Tanyakan kepada keluarga dan teman Anda: Siapa di antara mereka yang memiliki tanah? Apakah Anda memiliki tanah sendiri, atau apakah Anda menyewa tempat tinggal Anda? Apakah petani kami masih memiliki tanah mereka? Jika ya, apa ukuran rata-rata tanah mereka? Apakah telah meningkat atau menurun dalam 10, 20, atau 30 tahun terakhir?

Menurut data 2020 dari Kementerian Pertanian, terdapat 35 juta petani di Indonesia.

Namun, lebih dari 75% dari petani ini, lebih dari 28 juta, tidak memiliki tanah. Hanya 9 juta petani yang memiliki tanah, dan bahkan itu, lahan yang dimiliki kecil.

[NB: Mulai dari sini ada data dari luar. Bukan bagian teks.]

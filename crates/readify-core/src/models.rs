//! Data models for Readify
//!
//! Catalog records (`Book` and its enumerations) and the small records
//! persisted per user: reading list entries, progress, streak and feedback.

use std::fmt;
use std::str::FromStr;

use chrono::{NaiveDate, NaiveDateTime};
use serde::{Deserialize, Serialize};

use crate::error::ReadifyError;

/// Genre tag of a book
#[derive(Debug, Clone, Copy, Serialize, Deserialize, PartialEq, Eq, Hash)]
pub enum Genre {
    Fantasy,
    #[serde(rename = "Sci-Fi")]
    SciFi,
    Crime,
    Manga,
    Mystery,
    Romance,
}

impl Genre {
    pub const ALL: [Genre; 6] = [
        Genre::Fantasy,
        Genre::SciFi,
        Genre::Crime,
        Genre::Manga,
        Genre::Mystery,
        Genre::Romance,
    ];

    /// Display label, as used by the genre selectors
    pub fn label(&self) -> &'static str {
        match self {
            Genre::Fantasy => "Fantasy",
            Genre::SciFi => "Sci-Fi",
            Genre::Crime => "Crime",
            Genre::Manga => "Manga",
            Genre::Mystery => "Mystery",
            Genre::Romance => "Romance",
        }
    }
}

impl fmt::Display for Genre {
    fn fmt(&self, f: &mut fmt::Formatter<'_>) -> fmt::Result {
        f.write_str(self.label())
    }
}

impl FromStr for Genre {
    type Err = ReadifyError;

    fn from_str(s: &str) -> Result<Self, Self::Err> {
        let s = s.trim();
        Genre::ALL
            .into_iter()
            .find(|g| g.label().eq_ignore_ascii_case(s))
            .ok_or_else(|| ReadifyError::invalid(format!("Unknown genre: {}", s)))
    }
}

/// Rough reading length of a book
#[derive(Debug, Clone, Copy, Serialize, Deserialize, PartialEq, Eq, Hash)]
pub enum Length {
    Short,
    Medium,
    Long,
}

impl Length {
    pub const ALL: [Length; 3] = [Length::Short, Length::Medium, Length::Long];

    pub fn label(&self) -> &'static str {
        match self {
            Length::Short => "Short",
            Length::Medium => "Medium",
            Length::Long => "Long",
        }
    }
}

impl Default for Length {
    fn default() -> Self {
        Length::Medium
    }
}

impl fmt::Display for Length {
    fn fmt(&self, f: &mut fmt::Formatter<'_>) -> fmt::Result {
        f.write_str(self.label())
    }
}

impl FromStr for Length {
    type Err = ReadifyError;

    fn from_str(s: &str) -> Result<Self, Self::Err> {
        let s = s.trim();
        Length::ALL
            .into_iter()
            .find(|l| l.label().eq_ignore_ascii_case(s))
            .ok_or_else(|| ReadifyError::invalid(format!("Unknown length: {}", s)))
    }
}

/// A selector value: either "All" or one specific tag
#[derive(Debug, Clone, Copy, PartialEq, Eq, Default)]
pub enum Selection<T> {
    #[default]
    All,
    Only(T),
}

impl<T: PartialEq> Selection<T> {
    /// Whether `value` passes this selector
    pub fn matches(&self, value: &T) -> bool {
        match self {
            Selection::All => true,
            Selection::Only(wanted) => wanted == value,
        }
    }
}

impl<T: FromStr<Err = ReadifyError>> FromStr for Selection<T> {
    type Err = ReadifyError;

    fn from_str(s: &str) -> Result<Self, Self::Err> {
        if s.trim().is_empty() || s.trim().eq_ignore_ascii_case("all") {
            Ok(Selection::All)
        } else {
            s.parse().map(Selection::Only)
        }
    }
}

impl<T: fmt::Display> fmt::Display for Selection<T> {
    fn fmt(&self, f: &mut fmt::Formatter<'_>) -> fmt::Result {
        match self {
            Selection::All => f.write_str("All"),
            Selection::Only(value) => value.fmt(f),
        }
    }
}

/// A reader review shown on a book's detail view
#[derive(Debug, Clone, Serialize, Deserialize, PartialEq)]
pub struct Review {
    pub reviewer: String,
    /// Rating as displayed, e.g. "5/5"
    pub rating: String,
    pub comment: String,
}

/// A catalog record
#[derive(Debug, Clone, Serialize, Deserialize, PartialEq)]
pub struct Book {
    /// Unique, stable identifier
    pub id: u32,
    pub title: String,
    pub author: String,
    pub genre: Genre,
    /// Books listed without a length count as medium
    #[serde(default)]
    pub length: Length,
    /// Cover image asset
    pub cover: String,
    pub synopsis: String,
    /// Related titles, e.g. "Sequel: The Sea of Monsters"
    pub series: Vec<String>,
    pub reviews: Vec<Review>,
}

impl Book {
    /// Case-insensitive substring match against title or author
    ///
    /// `needle` must already be lowercased.
    pub fn mentions(&self, needle: &str) -> bool {
        needle.is_empty()
            || self.title.to_lowercase().contains(needle)
            || self.author.to_lowercase().contains(needle)
    }
}

/// A book saved to the user's reading list
#[derive(Debug, Clone, Serialize, Deserialize, PartialEq)]
pub struct ReadingListEntry {
    pub id: u32,
    pub title: String,
    pub author: String,
}

impl From<&Book> for ReadingListEntry {
    fn from(book: &Book) -> Self {
        Self {
            id: book.id,
            title: book.title.clone(),
            author: book.author.clone(),
        }
    }
}

/// The single saved reading-progress slot
#[derive(Debug, Clone, Serialize, Deserialize, PartialEq)]
#[serde(rename_all = "camelCase")]
pub struct ProgressRecord {
    pub total: u32,
    pub read: u32,
    pub per_day: u32,
    pub pct: f64,
}

impl ProgressRecord {
    /// One-line description of the saved progress
    pub fn summary(&self) -> String {
        format!(
            "Total {}, Read {}, Speed {}/day ({}%)",
            self.total,
            self.read,
            self.per_day,
            self.pct.round()
        )
    }
}

/// Consecutive-day visit counter
#[derive(Debug, Clone, Copy, Serialize, Deserialize, PartialEq, Eq)]
pub struct StreakRecord {
    /// Calendar date of the last counted visit
    pub last: NaiveDate,
    pub count: u32,
}

/// A submitted feedback message
#[derive(Debug, Clone, Serialize, Deserialize, PartialEq)]
pub struct FeedbackEntry {
    pub name: String,
    pub email: String,
    pub message: String,
    /// Local time of submission
    pub time: NaiveDateTime,
}

#[cfg(test)]
mod tests {
    use super::*;

    #[test]
    fn test_genre_parse() {
        assert_eq!("Fantasy".parse::<Genre>().unwrap(), Genre::Fantasy);
        assert_eq!("sci-fi".parse::<Genre>().unwrap(), Genre::SciFi);
        assert_eq!(" Manga ".parse::<Genre>().unwrap(), Genre::Manga);
        assert!(matches!(
            "Horror".parse::<Genre>(),
            Err(ReadifyError::InvalidInput(_))
        ));
    }

    #[test]
    fn test_genre_serialization() {
        assert_eq!(serde_json::to_string(&Genre::SciFi).unwrap(), "\"Sci-Fi\"");
        let g: Genre = serde_json::from_str("\"Sci-Fi\"").unwrap();
        assert_eq!(g, Genre::SciFi);
    }

    #[test]
    fn test_length_parse_and_default() {
        assert_eq!("long".parse::<Length>().unwrap(), Length::Long);
        assert!("Epic".parse::<Length>().is_err());
        assert_eq!(Length::default(), Length::Medium);
    }

    #[test]
    fn test_book_without_length_is_medium() {
        let json = r#"{
            "id": 42,
            "title": "Untitled",
            "author": "Anon",
            "genre": "Mystery",
            "cover": "cover.png",
            "synopsis": "",
            "series": [],
            "reviews": []
        }"#;
        let book: Book = serde_json::from_str(json).unwrap();
        assert_eq!(book.length, Length::Medium);
        assert_eq!(book.genre, Genre::Mystery);
    }

    #[test]
    fn test_selection_parse() {
        assert_eq!("All".parse::<Selection<Genre>>().unwrap(), Selection::All);
        assert_eq!("".parse::<Selection<Genre>>().unwrap(), Selection::All);
        assert_eq!(
            "Crime".parse::<Selection<Genre>>().unwrap(),
            Selection::Only(Genre::Crime)
        );
        assert!("Nope".parse::<Selection<Length>>().is_err());
    }

    #[test]
    fn test_selection_matches() {
        assert!(Selection::All.matches(&Genre::Romance));
        assert!(Selection::Only(Genre::Romance).matches(&Genre::Romance));
        assert!(!Selection::Only(Genre::Romance).matches(&Genre::Crime));
        assert_eq!(Selection::Only(Length::Short).to_string(), "Short");
        assert_eq!(Selection::<Length>::All.to_string(), "All");
    }

    #[test]
    fn test_progress_record_wire_format() {
        let record = ProgressRecord {
            total: 300,
            read: 150,
            per_day: 25,
            pct: 50.0,
        };
        let json = serde_json::to_string(&record).unwrap();
        assert!(json.contains("\"perDay\":25"));

        let back: ProgressRecord = serde_json::from_str(&json).unwrap();
        assert_eq!(back, record);
        assert_eq!(record.summary(), "Total 300, Read 150, Speed 25/day (50%)");
    }

    #[test]
    fn test_streak_record_wire_format() {
        let record: StreakRecord =
            serde_json::from_str(r#"{"last":"2026-10-18","count":3}"#).unwrap();
        assert_eq!(record.last, NaiveDate::from_ymd_opt(2026, 10, 18).unwrap());
        assert_eq!(record.count, 3);
    }
}
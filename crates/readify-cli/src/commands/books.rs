//! Browse command handlers

use anyhow::Result;

use readify_core::{
    filter_by_text_and_genre, Genre, KeyValueStore, ReadifyError, Selection, Store,
};

use crate::output::Output;

/// List books matching a title/author query and a genre
pub fn list<S: KeyValueStore>(
    store: &Store<S>,
    query: Option<String>,
    genre: Selection<Genre>,
    output: &Output,
) -> Result<()> {
    let query = query.unwrap_or_default();
    let books = filter_by_text_and_genre(store.catalog().all_books(), &query, genre);
    output.print_books(&books);
    Ok(())
}

/// Show one book's details
pub fn show<S: KeyValueStore>(store: &Store<S>, id: u32, output: &Output) -> Result<()> {
    match store.catalog().find_by_id(id) {
        Ok(book) => output.print_book(book),
        Err(e @ ReadifyError::NotFound(_)) => output.message(&e.to_string()),
        Err(e) => return Err(e.into()),
    }
    Ok(())
}
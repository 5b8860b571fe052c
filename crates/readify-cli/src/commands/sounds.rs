//! Focus sounds command handler

use anyhow::Result;

use readify_core::focus::{Sound, SoundBoard};

use crate::output::{Output, OutputFormat};

/// List the ambient sounds
pub fn list(output: &Output) -> Result<()> {
    match output.format {
        OutputFormat::Json => {
            let sounds: Vec<_> = Sound::ALL
                .iter()
                .map(|s| {
                    serde_json::json!({
                        "name": s.to_string(),
                        "label": s.label(),
                        "audio_id": s.audio_id()
                    })
                })
                .collect();
            output.json(&sounds);
        }
        OutputFormat::Quiet => {
            for sound in Sound::ALL {
                println!("{}", sound);
            }
        }
        OutputFormat::Human => {
            for sound in Sound::ALL {
                println!("{:<8} {}", sound.to_string(), sound.label());
            }
        }
    }
    Ok(())
}

/// Start one sound, stopping any other
pub fn play(board: &mut SoundBoard, sound: Sound, output: &Output) -> Result<()> {
    output.message(&board.play(sound));
    Ok(())
}

pub fn stop(board: &mut SoundBoard, output: &Output) -> Result<()> {
    output.message(&board.stop());
    Ok(())
}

Saat ini, lebih dari 76% penduduk Indonesia memiliki akses internet. Mengingat banyak dari 1% terkaya memamerkan kekayaan mereka di media sosial, ini berarti bahwa lebih dari tiga perempat populasi kita bisa melihat secara langsung disparitas kekayaan yang ada di Indonesia.

Ketika banyak warga kesulitan memenuhi kebutuhan dasar, dan beberapa bahkan diusir dari rumah mereka, mereka dengan mudah melihat bagaimana sekelompok kecil kaum elit di Indonesia hidup dalam kemewahan.

Dalam pembahasan ketidaksetaraan, saya ingin merujuk pada buku karya Niall Ferguson berjudul “The Great Degeneration.”

Ditulis sebelum pandemi COVID-19, Ferguson mewawancarai seribu pemimpin ekonomi dan CEO dari perusahaan-perusahaan global besar. Dia bertanya kepada mereka, “Apa menurut Anda ancaman terbesar terhadap ekonomi global, terutama di pasar-pasar yang sedang berkembang?”

Seribu pemimpin ekonomi menjawab pertanyaan Niall Ferguson dengan menunjukkan beberapa ancaman:

1. Inflasi
2. Gelembung aset yang pecah
3. Korupsi
4. Radikalisasi
5. Bencana alam
6. Pandemi penyakit, seperti SARS

Misalnya, ketidakstabilan politik yang teramati di Myanmar dan Afganistan jelas telah menghambat pertumbuhan ekonomi. Demikian pula, ketidakpastian politik umumnya dapat menyebabkan perlambatan pembangunan ekonomi.

Niall Ferguson, seorang sejarawan, tidak hanya mencari pandangan ahli ekonomi tetapi juga berkonsultasi dengan sejarawan.

Para sejarawan ini mengomentari, “Jika semua faktor yang disebutkan hadir, terutama jika mayoritas populasi masih muda (berusia 18-30 tahun) dan harga makanan naik, ancaman tersebut dapat eskalasi menjadi revolusi, kekacauan sosial, atau perang saudara.”

Ferguson mencatat, ‘Ini sedang terjadi di Timur Tengah.’ Dia mengaitkan Musim Semi Arab dengan kondisi ini. Ketidakstabilan di Timur Tengah telah dipicu oleh faktor-faktor ini.

Kita harus bertanya pada diri sendiri: Apakah elemen-elemen ini hadir di Indonesia saat ini?

Pertimbangkan hal ini: jika setiap desa memiliki 10 pemuda yang putus sekolah berusia 15-22 tahun, dan dengan 80.000 desa, total 800.000 orang muda yang tidak yakin dengan masa depan mereka. Mereka melihat orangtua mereka berjuang; beberapa mengumpulkan kayu atau memotong rumput untuk membantu tetapi mendapatkan sedikit sekali. Di usia yang penuh potensi, mereka kekurangan tujuan dan harapan. Hidup tanpa harapan adalah berisiko – mereka rentan dieksploitasi oleh mereka yang memiliki niat jahat.

Inilah mengapa saya menekankan pentingnya kewaspadaan.

Sejarah mengajarkan kita bahwa pergolakan, revolusi, dan perang saudara bisa dipicu oleh beberapa faktor:

1. Inflasi
2. Kenaikan harga makanan
3. Lonjakan populasi
4. Peningkatan pengangguran
5. Disparitas pendapatan
6. Radikalisme ideologis
7. Korupsi

Hampir semua kondisi ini hadir di Indonesia saat ini. Dengan koefisien Gini sebesar 0,36, katalis yang tepat bisa menjatuhkan negara ke dalam kekacauan yang berkepanjangan. Kita harus tetap waspada.